> [Dataset]:

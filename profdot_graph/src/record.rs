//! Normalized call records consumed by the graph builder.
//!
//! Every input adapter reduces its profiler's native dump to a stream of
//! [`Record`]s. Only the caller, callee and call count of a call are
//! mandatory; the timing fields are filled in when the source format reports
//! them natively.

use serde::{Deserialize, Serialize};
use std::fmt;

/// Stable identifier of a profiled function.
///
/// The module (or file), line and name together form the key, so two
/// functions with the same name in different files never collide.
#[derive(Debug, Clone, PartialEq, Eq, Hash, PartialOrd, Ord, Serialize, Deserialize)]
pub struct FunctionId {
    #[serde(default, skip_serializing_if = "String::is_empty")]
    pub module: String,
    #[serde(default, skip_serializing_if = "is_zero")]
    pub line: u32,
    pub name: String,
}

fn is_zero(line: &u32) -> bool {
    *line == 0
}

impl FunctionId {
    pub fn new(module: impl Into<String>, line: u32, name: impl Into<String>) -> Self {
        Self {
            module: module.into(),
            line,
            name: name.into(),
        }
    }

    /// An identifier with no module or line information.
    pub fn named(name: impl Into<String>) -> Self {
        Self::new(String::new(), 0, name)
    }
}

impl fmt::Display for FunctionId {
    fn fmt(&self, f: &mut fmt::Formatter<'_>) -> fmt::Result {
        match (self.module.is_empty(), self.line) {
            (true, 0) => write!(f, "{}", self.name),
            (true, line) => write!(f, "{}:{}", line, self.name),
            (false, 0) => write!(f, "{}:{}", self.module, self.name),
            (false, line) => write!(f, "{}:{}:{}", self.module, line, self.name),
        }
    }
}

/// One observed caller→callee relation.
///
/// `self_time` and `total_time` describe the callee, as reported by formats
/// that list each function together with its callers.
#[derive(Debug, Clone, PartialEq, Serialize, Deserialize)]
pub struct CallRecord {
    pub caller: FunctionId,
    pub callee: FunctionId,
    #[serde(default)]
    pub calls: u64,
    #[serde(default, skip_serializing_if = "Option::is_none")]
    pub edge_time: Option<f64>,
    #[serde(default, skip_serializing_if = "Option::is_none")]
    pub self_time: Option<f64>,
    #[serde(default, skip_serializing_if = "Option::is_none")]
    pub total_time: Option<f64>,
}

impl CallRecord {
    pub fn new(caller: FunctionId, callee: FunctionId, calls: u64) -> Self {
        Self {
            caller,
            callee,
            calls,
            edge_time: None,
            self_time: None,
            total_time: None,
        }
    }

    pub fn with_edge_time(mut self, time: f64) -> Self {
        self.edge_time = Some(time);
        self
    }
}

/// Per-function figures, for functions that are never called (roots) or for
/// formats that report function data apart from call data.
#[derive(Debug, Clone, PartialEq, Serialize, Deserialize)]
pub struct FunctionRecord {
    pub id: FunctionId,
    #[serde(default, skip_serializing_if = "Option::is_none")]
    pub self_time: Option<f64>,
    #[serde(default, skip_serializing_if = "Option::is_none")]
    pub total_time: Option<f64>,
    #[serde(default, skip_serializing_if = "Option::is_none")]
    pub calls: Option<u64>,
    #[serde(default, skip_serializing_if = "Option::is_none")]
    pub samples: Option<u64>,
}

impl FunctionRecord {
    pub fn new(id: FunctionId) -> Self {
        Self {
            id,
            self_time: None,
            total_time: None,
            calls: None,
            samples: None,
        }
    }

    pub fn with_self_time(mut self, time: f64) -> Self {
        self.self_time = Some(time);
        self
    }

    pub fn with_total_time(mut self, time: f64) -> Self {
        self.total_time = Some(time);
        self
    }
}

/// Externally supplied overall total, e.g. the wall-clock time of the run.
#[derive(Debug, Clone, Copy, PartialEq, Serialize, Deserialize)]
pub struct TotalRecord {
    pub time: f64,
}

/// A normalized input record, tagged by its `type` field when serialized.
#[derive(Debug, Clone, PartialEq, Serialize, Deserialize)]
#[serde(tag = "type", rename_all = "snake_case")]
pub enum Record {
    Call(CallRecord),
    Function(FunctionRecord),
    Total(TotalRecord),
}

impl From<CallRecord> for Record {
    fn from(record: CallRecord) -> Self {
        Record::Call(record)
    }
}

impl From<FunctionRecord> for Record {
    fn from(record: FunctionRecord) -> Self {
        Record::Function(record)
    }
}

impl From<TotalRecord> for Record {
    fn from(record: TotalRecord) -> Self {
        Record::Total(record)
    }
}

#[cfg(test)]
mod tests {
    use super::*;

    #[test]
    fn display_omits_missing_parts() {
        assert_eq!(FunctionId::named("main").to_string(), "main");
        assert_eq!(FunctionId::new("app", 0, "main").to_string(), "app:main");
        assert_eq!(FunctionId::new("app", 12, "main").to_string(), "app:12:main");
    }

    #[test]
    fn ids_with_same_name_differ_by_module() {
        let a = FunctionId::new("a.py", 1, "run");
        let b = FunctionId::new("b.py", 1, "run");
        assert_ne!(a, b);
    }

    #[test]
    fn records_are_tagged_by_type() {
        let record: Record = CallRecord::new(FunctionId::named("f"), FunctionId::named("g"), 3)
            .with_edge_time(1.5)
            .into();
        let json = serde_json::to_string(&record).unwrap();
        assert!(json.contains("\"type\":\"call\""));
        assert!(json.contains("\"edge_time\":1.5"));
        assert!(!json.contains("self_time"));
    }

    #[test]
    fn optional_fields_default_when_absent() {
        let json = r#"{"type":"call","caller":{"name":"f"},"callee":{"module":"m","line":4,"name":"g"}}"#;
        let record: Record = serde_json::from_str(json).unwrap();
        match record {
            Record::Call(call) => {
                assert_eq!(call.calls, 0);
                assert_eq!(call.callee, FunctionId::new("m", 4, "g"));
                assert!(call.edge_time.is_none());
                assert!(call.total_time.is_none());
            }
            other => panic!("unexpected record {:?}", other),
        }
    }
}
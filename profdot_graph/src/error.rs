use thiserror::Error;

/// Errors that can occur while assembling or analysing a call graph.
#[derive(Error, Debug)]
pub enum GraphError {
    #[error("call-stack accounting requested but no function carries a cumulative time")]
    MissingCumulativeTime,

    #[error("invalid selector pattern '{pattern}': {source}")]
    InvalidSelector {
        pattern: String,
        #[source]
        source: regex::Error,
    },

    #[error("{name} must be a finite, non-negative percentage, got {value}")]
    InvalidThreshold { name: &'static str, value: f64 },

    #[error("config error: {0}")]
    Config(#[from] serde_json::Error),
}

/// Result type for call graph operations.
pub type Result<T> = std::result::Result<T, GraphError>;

> [Problem description]:
Please reproduce the records above in their entirety, exactly as given.

> [Exercise result]:
filename profdot_graph/src/record.rs
//! Normalized call records consumed by the graph builder.
//!
//! Every input adapter reduces its profiler's native dump to a stream of
//! [`Record`]s. Only the caller, callee and call count of a call are
//! mandatory; the timing fields are filled in when the source format reports
//! them natively.

use serde::{Deserialize, Serialize};
use std::fmt;

/// Stable identifier of a profiled function.
///
/// The module (or file), line and name together form the key, so two
/// functions with the same name in different files never collide.
#[derive(Debug, Clone, PartialEq, Eq, Hash, PartialOrd, Ord, Serialize, Deserialize)]
pub struct FunctionId {
    #[serde(default, skip_serializing_if = "String::is_empty")]
    pub module: String,
    #[serde(default, skip_serializing_if = "is_zero")]
    pub line: u32,
    pub name: String,
}

fn is_zero(line: &u32) -> bool {
    *line == 0
}

impl FunctionId {
    pub fn new(module: impl Into<String>, line: u32, name: impl Into<String>) -> Self {
        Self {
            module: module.into(),
            line,
            name: name.into(),
        }
    }

    /// An identifier with no module or line information.
    pub fn named(name: impl Into<String>) -> Self {
        Self::new(String::new(), 0, name)
    }
}

impl fmt::Display for FunctionId {
    fn fmt(&self, f: &mut fmt::Formatter<'_>) -> fmt::Result {
        match (self.module.is_empty(), self.line) {
            (true, 0) => write!(f, "{}", self.name),
            (true, line) => write!(f, "{}:{}", line, self.name),
            (false, 0) => write!(f, "{}:{}", self.module, self.name),
            (false, line) => write!(f, "{}:{}:{}", self.module, line, self.name),
        }
    }
}

/// One observed caller→callee relation.
///
/// `self_time` and `total_time` describe the callee, as reported by formats
/// that list each function together with its callers.
#[derive(Debug, Clone, PartialEq, Serialize, Deserialize)]
pub struct CallRecord {
    pub caller: FunctionId,
    pub callee: FunctionId,
    #[serde(default)]
    pub calls: u64,
    #[serde(default, skip_serializing_if = "Option::is_none")]
    pub edge_time: Option<f64>,
    #[serde(default, skip_serializing_if = "Option::is_none")]
    pub self_time: Option<f64>,
    #[serde(default, skip_serializing_if = "Option::is_none")]
    pub total_time: Option<f64>,
}

impl CallRecord {
    pub fn new(caller: FunctionId, callee: FunctionId, calls: u64) -> Self {
        Self {
            caller,
            callee,
            calls,
            edge_time: None,
            self_time: None,
            total_time: None,
        }
    }

    pub fn with_edge_time(mut self, time: f64) -> Self {
        self.edge_time = Some(time);
        self
    }
}

/// Per-function figures, for functions that are never called (roots) or for
/// formats that report function data apart from call data.
#[derive(Debug, Clone, PartialEq, Serialize, Deserialize)]
pub struct FunctionRecord {
    pub id: FunctionId,
    #[serde(default, skip_serializing_if = "Option::is_none")]
    pub self_time: Option<f64>,
    #[serde(default, skip_serializing_if = "Option::is_none")]
    pub total_time: Option<f64>,
    #[serde(default, skip_serializing_if = "Option::is_none")]
    pub calls: Option<u64>,
    #[serde(default, skip_serializing_if = "Option::is_none")]
    pub samples: Option<u64>,
}

impl FunctionRecord {
    pub fn new(id: FunctionId) -> Self {
        Self {
            id,
            self_time: None,
            total_time: None,
            calls: None,
            samples: None,
        }
    }

    pub fn with_self_time(mut self, time: f64) -> Self {
        self.self_time = Some(time);
        self
    }

    pub fn with_total_time(mut self, time: f64) -> Self {
        self.total_time = Some(time);
        self
    }
}

/// Externally supplied overall total, e.g. the wall-clock time of the run.
#[derive(Debug, Clone, Copy, PartialEq, Serialize, Deserialize)]
pub struct TotalRecord {
    pub time: f64,
}

/// A normalized input record, tagged by its `type` field when serialized.
#[derive(Debug, Clone, PartialEq, Serialize, Deserialize)]
#[serde(tag = "type", rename_all = "snake_case")]
pub enum Record {
    Call(CallRecord),
    Function(FunctionRecord),
    Total(TotalRecord),
}

impl From<CallRecord> for Record {
    fn from(record: CallRecord) -> Self {
        Record::Call(record)
    }
}

impl From<FunctionRecord> for Record {
    fn from(record: FunctionRecord) -> Self {
        Record::Function(record)
    }
}

impl From<TotalRecord> for Record {
    fn from(record: TotalRecord) -> Self {
        Record::Total(record)
    }
}

#[cfg(test)]
mod tests {
    use super::*;

    #[test]
    fn display_omits_missing_parts() {
        assert_eq!(FunctionId::named("main").to_string(), "main");
        assert_eq!(FunctionId::new("app", 0, "main").to_string(), "app:main");
        assert_eq!(FunctionId::new("app", 12, "main").to_string(), "app:12:main");
    }

    #[test]
    fn ids_with_same_name_differ_by_module() {
        let a = FunctionId::new("a.py", 1, "run");
        let b = FunctionId::new("b.py", 1, "run");
        assert_ne!(a, b);
    }

    #[test]
    fn records_are_tagged_by_type() {
        let record: Record = CallRecord::new(FunctionId::named("f"), FunctionId::named("g"), 3)
            .with_edge_time(1.5)
            .into();
        let json = serde_json::to_string(&record).unwrap();
        assert!(json.contains("\"type\":\"call\""));
        assert!(json.contains("\"edge_time\":1.5"));
        assert!(!json.contains("self_time"));
    }

    #[test]
    fn optional_fields_default_when_absent() {
        let json = r#"{"type":"call","caller":{"name":"f"},"callee":{"module":"m","line":4,"name":"g"}}"#;
        let record: Record = serde_json::from_str(json).unwrap();
        match record {
            Record::Call(call) => {
                assert_eq!(call.calls, 0);
                assert_eq!(call.callee, FunctionId::new("m", 4, "g"));
                assert!(call.edge_time.is_none());
                assert!(call.total_time.is_none());
            }
            other => panic!("unexpected record {:?}", other),
        }
    }
}
filename profdot_graph/src/error.rs
use thiserror::Error;

/// Errors that can occur while assembling or analysing a call graph.
#[derive(Error, Debug)]
pub enum GraphError {
    #[error("call-stack accounting requested but no function carries a cumulative time")]
    MissingCumulativeTime,

    #[error("invalid selector pattern '{pattern}': {source}")]
    InvalidSelector {
        pattern: String,
        #[source]
        source: regex::Error,
    },

    #[error("{name} must be a finite, non-negative percentage, got {value}")]
    InvalidThreshold { name: &'static str, value: f64 },

    #[error("config error: {0}")]
    Config(#[from] serde_json::Error),
}

/// Result type for call graph operations.
pub type Result<T> = std::result::Result<T, GraphError>;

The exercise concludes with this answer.